G. G. - Nous devons faire un effort et globaliser encore plus les prises en soins. Les soins ne doivent pas être totalement médico-centrés. Et la place de chacun, notamment des aides-soignants dans cet ensemble est important. En effet, toutes les personnes qui gravitent autour et pour le patient et résident, ont un intérêt majeur. Nous voulons la place qui est la nôtre, celle d'un métier avec des compétences spécifiques et un rôle propre, mettant en oeuvre un raisonnement clinique de qualité et non plus comme une seule fonction "exécutante". Nous voulons être enfin reconnus "à part entière" dans le système de santé et y prendre part comme un acteur important.

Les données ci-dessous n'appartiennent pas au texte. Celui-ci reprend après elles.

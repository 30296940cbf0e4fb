use crate::core::event::DisconnectReason;
use crate::core::transport::{Transport, TransportEvent, TransportKind};
use crate::domain::error::{OpenError, SendError};
use async_trait::async_trait;
use std::time::Duration;
use tokio::io::{AsyncReadExt, AsyncWriteExt};
use tokio::net::tcp::{OwnedReadHalf, OwnedWriteHalf};
use tokio::net::TcpStream;
use tokio::sync::mpsc;
use tokio::task::JoinHandle;
use tracing::{debug, info, warn};

const READ_BUFFER_SIZE: usize = 4096;

/// TCP client transport; owns one connected stream.
///
/// The read half lives in the receive task; aborting that task on close
/// drops the half and unblocks the pending read without polling.
pub struct TcpTransport {
    writer: OwnedWriteHalf,
    rx_task: JoinHandle<()>,
    closed: bool,
    peer: String,
}

impl TcpTransport {
    pub(crate) async fn open(
        host: &str,
        port: u16,
        connect_timeout: Option<Duration>,
        events: mpsc::Sender<TransportEvent>,
    ) -> Result<Self, OpenError> {
        let peer = format!("{host}:{port}");

        let connect = TcpStream::connect((host, port));
        let stream = match connect_timeout {
            // A timed-out connect drops the pending attempt, so no
            // partially-opened handle survives.
            Some(limit) => tokio::time::timeout(limit, connect)
                .await
                .map_err(|_| OpenError::Timeout)?,
            None => connect.await,
        }
        .map_err(|e| OpenError::from_io(e, &peer))?;

        if let Err(e) = stream.set_nodelay(true) {
            warn!("failed to set TCP_NODELAY on {}: {}", peer, e);
        }
        info!("TCP connection established to {}", peer);

        let (reader, writer) = stream.into_split();
        let rx_task = tokio::spawn(receive_loop(reader, events));

        Ok(Self {
            writer,
            rx_task,
            closed: false,
            peer,
        })
    }
}

async fn receive_loop(mut reader: OwnedReadHalf, events: mpsc::Sender<TransportEvent>) {
    let mut buffer = vec![0u8; READ_BUFFER_SIZE];

    loop {
        match reader.read(&mut buffer).await {
            Ok(0) => {
                debug!("TCP peer closed the connection");
                let _ = events
                    .send(TransportEvent::Closed(DisconnectReason::PeerClosed))
                    .await;
                break;
            }
            Ok(n) => {
                debug!("received {} bytes over TCP", n);
                if events
                    .send(TransportEvent::Data(buffer[..n].to_vec()))
                    .await
                    .is_err()
                {
                    break;
                }
            }
            Err(e) => {
                let _ = events.send(TransportEvent::Fault(e.to_string())).await;
                break;
            }
        }
    }
}

#[async_trait]
impl Transport for TcpTransport {
    fn kind(&self) -> TransportKind {
        TransportKind::Tcp
    }

    async fn send(&mut self, data: &[u8]) -> Result<(), SendError> {
        if self.closed {
            return Err(SendError::NotConnected);
        }
        self.writer
            .write_all(data)
            .await
            .map_err(|e| SendError::PeerUnreachable(e.to_string()))?;
        self.writer
            .flush()
            .await
            .map_err(|e| SendError::PeerUnreachable(e.to_string()))?;
        debug!("sent {} bytes over TCP", data.len());
        Ok(())
    }

    async fn close(&mut self) {
        if self.closed {
            return;
        }
        self.closed = true;

        if let Err(e) = self.writer.shutdown().await {
            debug!("TCP shutdown on {} returned: {}", self.peer, e);
        }
        // Cancelling the receive task drops the read half, releasing the
        // socket even if a read is pending.
        self.rx_task.abort();
        info!("TCP transport to {} closed", self.peer);
    }
}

Notre profession d'aide-soignant est en manque de reconnaissance identitaire et financière dans notre système de santé. Nous demandons que l'on nous donne la place qui est la nôtre !
I. C. - A la fin du communiqué, vous parlez de la publication d'un "livre blanc". Pouvez-vous nous en dire plus ? Qu'en attendez-vous concrètement ?
G. G. - Le livre blanc est un projet ambitieux. Il a pour objet de dresser le bilan des difficultés actuelles des aides-soignants et de chercher à y apporter des solutions ou des pistes de réflexion. Tout cela, une fois mis en perspective, apportera un dessin plus clair de la réalité mais aussi des attentes du terrain. Quand les décideurs reproduisent le schéma du terrain, nous on propose un papier calque plus clair et mieux défini afin d’y reproduire le contexte actuel, point par point. Nous avions laissé à Agnès Buzyn, lorsqu’elle était ministre, une lettre en main propre lui indiquant que le livre blanc lui serait remis. Puis il y a eu sa démission et la crise sanitaire…
I. C. - Il y a peu de temps, un échange de tweet entre la FNAAS et l'URPS ARA a fait l'objet d'un débat concernant la considération des aides-soignants. Est-ce finalement le problème de fond du métier ?
G. G. - Il s’agissait d’une réponse - jugée de l'avis de tous ceux qui ont réagi comme "méprisante et déplacée" de la part d'une organisation représentative d'infirmiers libéraux- à notre communiqué de presse posté sur twitter. Soyons clair, la FNAAS n’attaque personne ! Quand nous faisons des propositions, elles ont d'abord le souci de la qualité des soins apportée aux patients et aux résidents, en prenant en compte de la réalité du terrain. Je préfère imaginer que ce tweet fâcheux est celui d'une personne isolée, probablement en colère. A titre personnel, je n’ai jamais compris ces "gué-guerres" de clocher entre infirmiers et aides-soignants. Cela ne m’intéresse pas. De façon plus globale, en qualité de président de la FNAAS, je préfère dépasser ces clivages. Ce qui m’importe est d’expliquer et de porter le projet de vie professionnelle des aides-soignants dans une société complexe qui reconnait enfin l'essentialité du métier AS et, de fait, le considère et le valorise.
Nous sommes convaincus que les solutions se trouvent collectivement et qu'elles doivent émaner des professionnels de terrain, en s'appuyant sur leurs expériences concrètes.